Heute liegt mir die Materialsituationsmeldung der 11. Armee vom 1.4. vor. Der Verpflegsstand beträgt (fast genau) 300.000 Mann, 92.000 Pferde. - An Kommunikationen wird großzügig gearbeitet. Nach Wegnahme der ersten Stellung werden 4 Straßenstücke in einer Länge von 2 - 4 km für Autos (teilweise auch für schwere Lastfuhrwerke) zu machen sein. - Die Hauptsorge der Qu.Abt.11 betrifft die Staffelfrage. Die Armee verfügt nur über 54 Staffel, das ist (wenn man pessimistisch, wie das AK. die von Südtirol übernommenen Kräfte und die schwere Artillerie als 3 Divisionen einrechnet und auch schon die ersten Abgänge berücksichtigt) 4 – 4 ½ Staffel pro Division. Ich halte dafür, dass das für das Nächste ausreicht; denn vorerst gilt es einen kurzen Ruck bis zu den „ersten Zielen“ zu machen, das sind etwa 15 - 20 km. Dann müssen die fehlenden Straßenstücke gebaut werden, schon damit die schwere Artillerie weiterkommt; sind diese aber fertig, so kann wieder der Autoverkehr einsetzen. (Heute besteht ja schon eine Basis von über 100 Divisionstagen auf den Plateaus).

Die größte Kalamität ist der Pferdemangel, der sich bei der Artillerie wie bei den Trains schon empfindlich fühlbar macht.
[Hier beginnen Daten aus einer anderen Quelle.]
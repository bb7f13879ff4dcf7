//! Store browsing, the owner dashboard, and administrative store management.

pub mod admin;
pub mod service;

pub use admin::{AdminCreateStore, AdminStoreService};
pub use service::{StoreForUser, StoreService};
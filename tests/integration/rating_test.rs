//! Integration tests for the rating lifecycle.

mod helpers;

use axum::http::StatusCode;

/// Sets up one store owner with a store and one regular user.
/// Returns (user_token, store_id).
async fn setup(app: &helpers::TestApp) -> (String, String) {
    let owner_token = app
        .signup(
            "Orville Pennington Whitfield",
            "owner@example.com",
            "store_owner",
        )
        .await;
    let user_token = app
        .signup("Alexandra Winchester Smith", "rater@example.com", "user")
        .await;

    let response = app
        .request("GET", "/api/stores/my-store", None, Some(&owner_token))
        .await;
    let store_id = response.body["data"]["id"].as_str().unwrap().to_string();

    (user_token, store_id)
}

#[tokio::test]
async fn test_submit_rating() {
    let app = helpers::TestApp::new().await;
    let (token, store_id) = setup(&app).await;

    let response = app
        .request(
            "POST",
            "/api/ratings",
            Some(serde_json::json!({ "store_id": store_id, "rating_value": 4 })),
            Some(&token),
        )
        .await;

    assert_eq!(response.status, StatusCode::CREATED);
    assert_eq!(response.body["data"]["rating_value"].as_i64().unwrap(), 4);
}

#[tokio::test]
async fn test_double_rating_conflicts_then_put_overwrites() {
    let app = helpers::TestApp::new().await;
    let (token, store_id) = setup(&app).await;

    app.request(
        "POST",
        "/api/ratings",
        Some(serde_json::json!({ "store_id": store_id, "rating_value": 4 })),
        Some(&token),
    )
    .await;

    // A second POST must conflict.
    let response = app
        .request(
            "POST",
            "/api/ratings",
            Some(serde_json::json!({ "store_id": store_id, "rating_value": 2 })),
            Some(&token),
        )
        .await;
    assert_eq!(response.status, StatusCode::CONFLICT);

    // PUT overwrites instead.
    let response = app
        .request(
            "PUT",
            &format!("/api/ratings/{store_id}"),
            Some(serde_json::json!({ "rating_value": 2 })),
            Some(&token),
        )
        .await;
    assert_eq!(response.status, StatusCode::OK);
    assert_eq!(response.body["data"]["rating_value"].as_i64().unwrap(), 2);

    // The store listing reflects the overwritten value.
    let response = app.request("GET", "/api/stores", None, Some(&token)).await;
    let stores = response.body["data"].as_array().unwrap();
    assert_eq!(stores.len(), 1);
    assert_eq!(
        stores[0]["user_rating"]["rating_value"].as_i64().unwrap(),
        2
    );
    assert_eq!(stores[0]["average_rating"].as_f64().unwrap(), 2.0);
}

#[tokio::test]
async fn test_rating_value_out_of_range() {
    let app = helpers::TestApp::new().await;
    let (token, store_id) = setup(&app).await;

    for value in [0, 6, -1] {
        let response = app
            .request(
                "POST",
                "/api/ratings",
                Some(serde_json::json!({ "store_id": store_id, "rating_value": value })),
                Some(&token),
            )
            .await;
        assert_eq!(response.status, StatusCode::BAD_REQUEST, "value {value}");
    }
}

#[tokio::test]
async fn test_rating_unknown_store() {
    let app = helpers::TestApp::new().await;
    let (token, _) = setup(&app).await;

    let response = app
        .request(
            "POST",
            "/api/ratings",
            Some(serde_json::json!({
                "store_id": "00000000-0000-0000-0000-000000000000",
                "rating_value": 3,
            })),
            Some(&token),
        )
        .await;

    assert_eq!(response.status, StatusCode::NOT_FOUND);
}

#[tokio::test]
async fn test_update_without_existing_rating() {
    let app = helpers::TestApp::new().await;
    let (token, store_id) = setup(&app).await;

    let response = app
        .request(
            "PUT",
            &format!("/api/ratings/{store_id}"),
            Some(serde_json::json!({ "rating_value": 3 })),
            Some(&token),
        )
        .await;

    assert_eq!(response.status, StatusCode::NOT_FOUND);
}

#[tokio::test]
async fn test_delete_rating() {
    let app = helpers::TestApp::new().await;
    let (token, store_id) = setup(&app).await;

    app.request(
        "POST",
        "/api/ratings",
        Some(serde_json::json!({ "store_id": store_id, "rating_value": 5 })),
        Some(&token),
    )
    .await;

    let response = app
        .request(
            "DELETE",
            &format!("/api/ratings/{store_id}"),
            None,
            Some(&token),
        )
        .await;
    assert_eq!(response.status, StatusCode::OK);

    // Deleting again is a 404.
    let response = app
        .request(
            "DELETE",
            &format!("/api/ratings/{store_id}"),
            None,
            Some(&token),
        )
        .await;
    assert_eq!(response.status, StatusCode::NOT_FOUND);
}

#[tokio::test]
async fn test_only_users_may_rate() {
    let app = helpers::TestApp::new().await;
    let (_, store_id) = setup(&app).await;

    let owner_token = app.login("owner@example.com", "Secret#123").await;

    let response = app
        .request(
            "POST",
            "/api/ratings",
            Some(serde_json::json!({ "store_id": store_id, "rating_value": 5 })),
            Some(&owner_token),
        )
        .await;

    assert_eq!(response.status, StatusCode::FORBIDDEN);
}
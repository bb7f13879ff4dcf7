//! # ratehub-service
//!
//! Business logic for RateHub. Services receive `Arc`-wrapped
//! repositories and auth primitives, take an explicit [`context::RequestContext`]
//! for every authenticated operation, and return domain entities.
//! HTTP concerns live one layer up in `ratehub-api`.

pub mod auth;
pub mod context;
pub mod rating;
pub mod report;
pub mod store;
pub mod user;

pub use context::RequestContext;
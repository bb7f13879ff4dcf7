//! Rating lifecycle operations.

use std::sync::Arc;

use tracing::info;
use uuid::Uuid;

use ratehub_core::error::AppError;
use ratehub_core::result::AppResult;
use ratehub_database::repositories::{RatingRepository, StoreRepository};
use ratehub_entity::rating::{CreateRating, Rating};

use crate::context::RequestContext;

/// Handles rating submission, overwriting, and deletion.
#[derive(Debug, Clone)]
pub struct RatingService {
    /// Rating repository.
    rating_repo: Arc<RatingRepository>,
    /// Store repository (existence checks).
    store_repo: Arc<StoreRepository>,
}

impl RatingService {
    /// Creates a new rating service.
    pub fn new(rating_repo: Arc<RatingRepository>, store_repo: Arc<StoreRepository>) -> Self {
        Self {
            rating_repo,
            store_repo,
        }
    }

    /// Submits a first rating for a store.
    ///
    /// Fails with a conflict if the caller already rated this store;
    /// the client must use the update endpoint to overwrite.
    pub async fn submit(
        &self,
        ctx: &RequestContext,
        store_id: Uuid,
        rating_value: i32,
    ) -> AppResult<Rating> {
        if self
            .rating_repo
            .find_by_user_and_store(ctx.user_id, store_id)
            .await?
            .is_some()
        {
            return Err(AppError::conflict(
                "You have already rated this store. Use the update endpoint to change your rating.",
            ));
        }

        self.store_repo
            .find_by_id(store_id)
            .await?
            .ok_or_else(|| AppError::not_found("Store not found"))?;

        let rating = self
            .rating_repo
            .create(&CreateRating {
                user_id: ctx.user_id,
                store_id,
                rating_value,
            })
            .await?;

        info!(
            user_id = %ctx.user_id,
            store_id = %store_id,
            value = rating_value,
            "Rating submitted"
        );

        Ok(rating)
    }

    /// Overwrites the caller's existing rating of a store.
    pub async fn update(
        &self,
        ctx: &RequestContext,
        store_id: Uuid,
        rating_value: i32,
    ) -> AppResult<Rating> {
        let rating = self
            .rating_repo
            .update_value(ctx.user_id, store_id, rating_value)
            .await?
            .ok_or_else(|| AppError::not_found("Rating not found"))?;

        info!(
            user_id = %ctx.user_id,
            store_id = %store_id,
            value = rating_value,
            "Rating updated"
        );

        Ok(rating)
    }

    /// Deletes the caller's rating of a store.
    pub async fn delete(&self, ctx: &RequestContext, store_id: Uuid) -> AppResult<()> {
        let deleted = self.rating_repo.delete(ctx.user_id, store_id).await?;
        if !deleted {
            return Err(AppError::not_found("Rating not found"));
        }

        info!(user_id = %ctx.user_id, store_id = %store_id, "Rating deleted");

        Ok(())
    }
}
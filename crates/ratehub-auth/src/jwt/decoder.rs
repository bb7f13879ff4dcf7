//! JWT token validation.

use jsonwebtoken::{Algorithm, DecodingKey, Validation, decode};

use ratehub_core::config::AuthConfig;
use ratehub_core::error::AppError;

use super::claims::Claims;

/// Validates JWT bearer tokens.
#[derive(Clone)]
pub struct JwtDecoder {
    /// HMAC secret key for verification.
    decoding_key: DecodingKey,
    /// Validation configuration.
    validation: Validation,
}

impl std::fmt::Debug for JwtDecoder {
    fn fmt(&self, f: &mut std::fmt::Formatter<'_>) -> std::fmt::Result {
        f.debug_struct("JwtDecoder")
            .field("validation", &self.validation)
            .finish()
    }
}

impl JwtDecoder {
    /// Creates a new decoder from auth configuration.
    pub fn new(config: &AuthConfig) -> Self {
        let mut validation = Validation::new(Algorithm::HS256);
        validation.validate_exp = true;
        validation.leeway = 5; // 5 seconds leeway for clock skew

        Self {
            decoding_key: DecodingKey::from_secret(config.jwt_secret.as_bytes()),
            validation,
        }
    }

    /// Decodes and validates a bearer token string.
    ///
    /// Checks signature validity and expiration.
    pub fn decode_token(&self, token: &str) -> Result<Claims, AppError> {
        let token_data =
            decode::<Claims>(token, &self.decoding_key, &self.validation).map_err(|e| {
                match e.kind() {
                    jsonwebtoken::errors::ErrorKind::ExpiredSignature => {
                        AppError::unauthorized("Token has expired")
                    }
                    jsonwebtoken::errors::ErrorKind::InvalidToken => {
                        AppError::unauthorized("Invalid token format")
                    }
                    jsonwebtoken::errors::ErrorKind::InvalidSignature => {
                        AppError::unauthorized("Invalid token signature")
                    }
                    _ => AppError::unauthorized(format!("Token validation failed: {e}")),
                }
            })?;

        Ok(token_data.claims)
    }
}
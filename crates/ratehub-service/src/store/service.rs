//! Store browsing and the owner dashboard.

use std::collections::HashMap;
use std::sync::Arc;

use ratehub_core::error::AppError;
use ratehub_core::result::AppResult;
use ratehub_database::repositories::{RatingRepository, StoreRepository};
use ratehub_entity::rating::{Rating, RatingWithUser};
use ratehub_entity::store::{StoreWithOwner, StoreWithRatings};

use crate::context::RequestContext;

/// A store listing entry as seen by the calling user: aggregates plus
/// the caller's own rating, if they have one.
#[derive(Debug, Clone)]
pub struct StoreForUser {
    /// The store with owner identity and rating aggregates.
    pub store: StoreWithOwner,
    /// The caller's existing rating of this store.
    pub user_rating: Option<Rating>,
}

/// Handles store browsing and the owner's dashboard view.
#[derive(Debug, Clone)]
pub struct StoreService {
    /// Store repository.
    store_repo: Arc<StoreRepository>,
    /// Rating repository.
    rating_repo: Arc<RatingRepository>,
}

impl StoreService {
    /// Creates a new store service.
    pub fn new(store_repo: Arc<StoreRepository>, rating_repo: Arc<RatingRepository>) -> Self {
        Self {
            store_repo,
            rating_repo,
        }
    }

    /// Searches stores by name/address substring and merges in the
    /// caller's own ratings.
    pub async fn search(
        &self,
        ctx: &RequestContext,
        name: Option<&str>,
        address: Option<&str>,
    ) -> AppResult<Vec<StoreForUser>> {
        let stores = self.store_repo.search_with_owner(name, address).await?;
        let own_ratings = self.rating_repo.find_by_user(ctx.user_id).await?;

        let mut by_store: HashMap<_, _> = own_ratings
            .into_iter()
            .map(|r| (r.store_id, r))
            .collect();

        Ok(stores
            .into_iter()
            .map(|store| {
                let user_rating = by_store.remove(&store.store.id);
                StoreForUser { store, user_rating }
            })
            .collect())
    }

    /// Returns the calling store owner's store with all its ratings
    /// and the computed average.
    pub async fn my_store(&self, ctx: &RequestContext) -> AppResult<StoreWithRatings> {
        let store = self
            .store_repo
            .find_by_owner(ctx.user_id)
            .await?
            .ok_or_else(|| AppError::not_found("Store not found"))?;

        let ratings = self.rating_repo.find_by_store_with_user(store.id).await?;
        let average_rating = average(&ratings);

        Ok(StoreWithRatings {
            store,
            ratings,
            average_rating,
        })
    }
}

/// Arithmetic mean of the rating values, 0.0 when there are none.
fn average(ratings: &[RatingWithUser]) -> f64 {
    if ratings.is_empty() {
        return 0.0;
    }
    let sum: i64 = ratings.iter().map(|r| i64::from(r.rating.rating_value)).sum();
    sum as f64 / ratings.len() as f64
}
Leider wurde diese Sache nicht rechtzeitig in die Hand genommen.

Mittags: Der Feind setzt seine Anstrengungen gegen Riva beharrlich fort, möglicherweise um uns zu verleiten, neue Kräfte zu zeigen. Die von den Italienern genommenen Gräben südlich Sperone wurden gesäubert, jedoch nicht mehr besetzt. Gestern abends gelang es dem Gegner, in unsere dortige Stellung an der Defensionsmauer einzudringen; ein Gegenangriff einer Kompagnie scheiterte. Wir haben im ganzen Abschnitt Riva (zwischen Gaverdina und Biaena) 18 km Frontraum nur 6 Bataillone und 700 Standschützen.

Bei der 5. Armee wurde das befehlsgemäß eröffnete Artilleriefeuer vom Feind relativ wenig erwidert. Alle Stellungen der Italiener sind dicht besetzt; vor Plava erwarteten sie erwiesenermaßen einen Nachtangriff.

Nach den Abendmeldungen unterliegt es keinem Zweifel, dass die Italiener nun größere Gegenmaßnahmen an unserer Angriffsfront treffen: Erhöhte Bautätigkeit, Ausschaufeln der Verteidigungslinien, lebhafter Train und Autoverkehr, Feststellung von Trainlagern. Kundschafternachrichten sprechen auch von größeren Truppenversammlungen in allen möglichen rückwärtigen Räumen; dagegen behaupten die Nachrichten von der 5. Armee, dass dort alle Stellungen dicht besetzt sind. Manche dort festgestellten Truppenbewegungen können eher als Märsche zur Front gedeutet werden. Und im Vrata - Vrsić Abschnitt wurde sogar ein neues, von der Tiroler Westfront her verschobenes Alpini Regiment festgestellt.

Im Angriffsabschnitt ist die ganze schwere Artillerie, 72 Batterien in Stellung; Pflug wird übrigens noch einige aus dem Hinterland zusammenbringen. Dazu 97 Feldbatterien: Wir sind also wirklich beisammen und es wäre Zeit, dass der Pfropfen einmal losgeht. Recht unangenehm ist es auch, dass an der Verratsgeschichte doch etwas dran ist. Am letzten Märztag desertierte ein Landsturm-Sappeurfeldwebel (anscheinend ein Ungar, Vaja) , der immerhin einige Kenntnis von der Artillerie und einigen sonstigen Vorgängen im Angriffsraum gehabt haben dürfte. - Ich will noch die morgige Schneemeldung abwarten und dann wieder einmal anklopfen. Das ist keine Nervosität; denn wenn der Angriff selbst am 20. beginnen sollte, so müssten die großen Truppenbewegungen am 16. einsetzen und morgen ist der 12., daher müsste spätestens von morgen an in 3 Tagen befohlen werden.